Below are several entries. Transcribe exactly those lines that fall from the one with "m.role == MessageRole::User)" through the one with "of the response", end lines included.

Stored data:
========================================
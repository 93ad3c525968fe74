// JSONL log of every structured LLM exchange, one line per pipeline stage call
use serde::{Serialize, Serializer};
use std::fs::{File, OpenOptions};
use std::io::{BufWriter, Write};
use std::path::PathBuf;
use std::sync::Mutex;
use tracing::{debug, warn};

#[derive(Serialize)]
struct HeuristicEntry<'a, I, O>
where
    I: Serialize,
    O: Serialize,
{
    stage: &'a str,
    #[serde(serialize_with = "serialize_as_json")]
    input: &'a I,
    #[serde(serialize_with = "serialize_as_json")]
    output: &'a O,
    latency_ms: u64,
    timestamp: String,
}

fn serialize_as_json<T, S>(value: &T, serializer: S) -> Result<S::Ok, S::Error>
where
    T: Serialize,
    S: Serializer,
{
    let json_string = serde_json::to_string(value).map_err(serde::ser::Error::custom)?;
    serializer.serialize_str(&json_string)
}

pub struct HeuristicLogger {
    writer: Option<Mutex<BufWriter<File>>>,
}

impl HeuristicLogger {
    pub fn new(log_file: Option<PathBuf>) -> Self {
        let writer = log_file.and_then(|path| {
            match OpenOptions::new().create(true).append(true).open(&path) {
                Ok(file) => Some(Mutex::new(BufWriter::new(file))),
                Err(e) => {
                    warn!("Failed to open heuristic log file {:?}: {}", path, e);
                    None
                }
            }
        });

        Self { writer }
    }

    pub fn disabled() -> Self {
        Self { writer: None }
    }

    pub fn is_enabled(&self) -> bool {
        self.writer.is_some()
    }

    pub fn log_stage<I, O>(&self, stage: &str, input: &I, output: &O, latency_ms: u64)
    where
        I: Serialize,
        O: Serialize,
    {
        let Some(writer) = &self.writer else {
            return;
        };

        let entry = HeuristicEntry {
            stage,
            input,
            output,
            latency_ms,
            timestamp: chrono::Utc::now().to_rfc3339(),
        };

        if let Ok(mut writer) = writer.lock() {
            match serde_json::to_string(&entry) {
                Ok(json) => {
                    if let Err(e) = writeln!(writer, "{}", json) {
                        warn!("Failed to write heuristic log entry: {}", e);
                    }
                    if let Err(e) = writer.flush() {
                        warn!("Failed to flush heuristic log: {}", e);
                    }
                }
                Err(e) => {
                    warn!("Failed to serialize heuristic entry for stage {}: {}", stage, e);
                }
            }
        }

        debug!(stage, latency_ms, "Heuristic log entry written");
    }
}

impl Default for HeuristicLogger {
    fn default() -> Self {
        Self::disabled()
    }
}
========================================
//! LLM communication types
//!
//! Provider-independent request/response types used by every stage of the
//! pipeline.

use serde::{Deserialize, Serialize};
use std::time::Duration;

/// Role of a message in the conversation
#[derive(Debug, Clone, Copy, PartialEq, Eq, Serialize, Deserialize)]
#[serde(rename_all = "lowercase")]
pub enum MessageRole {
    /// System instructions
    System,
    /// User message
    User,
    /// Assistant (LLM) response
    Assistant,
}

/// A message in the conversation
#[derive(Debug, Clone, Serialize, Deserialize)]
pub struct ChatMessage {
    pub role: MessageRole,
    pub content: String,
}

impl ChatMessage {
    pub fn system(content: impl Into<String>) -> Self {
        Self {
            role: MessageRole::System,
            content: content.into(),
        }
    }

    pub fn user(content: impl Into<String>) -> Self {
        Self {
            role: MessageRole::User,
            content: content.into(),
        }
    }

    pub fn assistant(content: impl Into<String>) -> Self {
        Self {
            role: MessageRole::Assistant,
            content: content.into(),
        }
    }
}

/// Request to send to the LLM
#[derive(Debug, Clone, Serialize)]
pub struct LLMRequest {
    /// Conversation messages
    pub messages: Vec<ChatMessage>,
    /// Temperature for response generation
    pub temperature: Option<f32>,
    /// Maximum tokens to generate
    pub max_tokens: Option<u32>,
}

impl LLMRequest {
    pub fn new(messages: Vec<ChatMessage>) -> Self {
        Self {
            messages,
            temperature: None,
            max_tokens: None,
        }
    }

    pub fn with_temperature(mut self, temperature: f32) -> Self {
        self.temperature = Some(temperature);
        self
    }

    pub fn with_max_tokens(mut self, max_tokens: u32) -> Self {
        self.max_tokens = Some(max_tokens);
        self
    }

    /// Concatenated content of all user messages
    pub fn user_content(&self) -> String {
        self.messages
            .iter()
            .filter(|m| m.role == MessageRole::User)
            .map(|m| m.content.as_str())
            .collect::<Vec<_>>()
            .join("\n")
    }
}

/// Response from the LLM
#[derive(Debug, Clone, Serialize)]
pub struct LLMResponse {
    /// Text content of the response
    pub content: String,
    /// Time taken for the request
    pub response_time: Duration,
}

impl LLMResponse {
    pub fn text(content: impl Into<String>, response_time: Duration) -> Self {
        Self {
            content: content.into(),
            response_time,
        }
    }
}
========================================
Result of the task ->
            .filter(|m| m.role == MessageRole::User)
            .map(|m| m.content.as_str())
            .collect::<Vec<_>>()
            .join("\n")
    }
}

/// Response from the LLM
#[derive(Debug, Clone, Serialize)]
pub struct LLMResponse {
    /// Text content of the response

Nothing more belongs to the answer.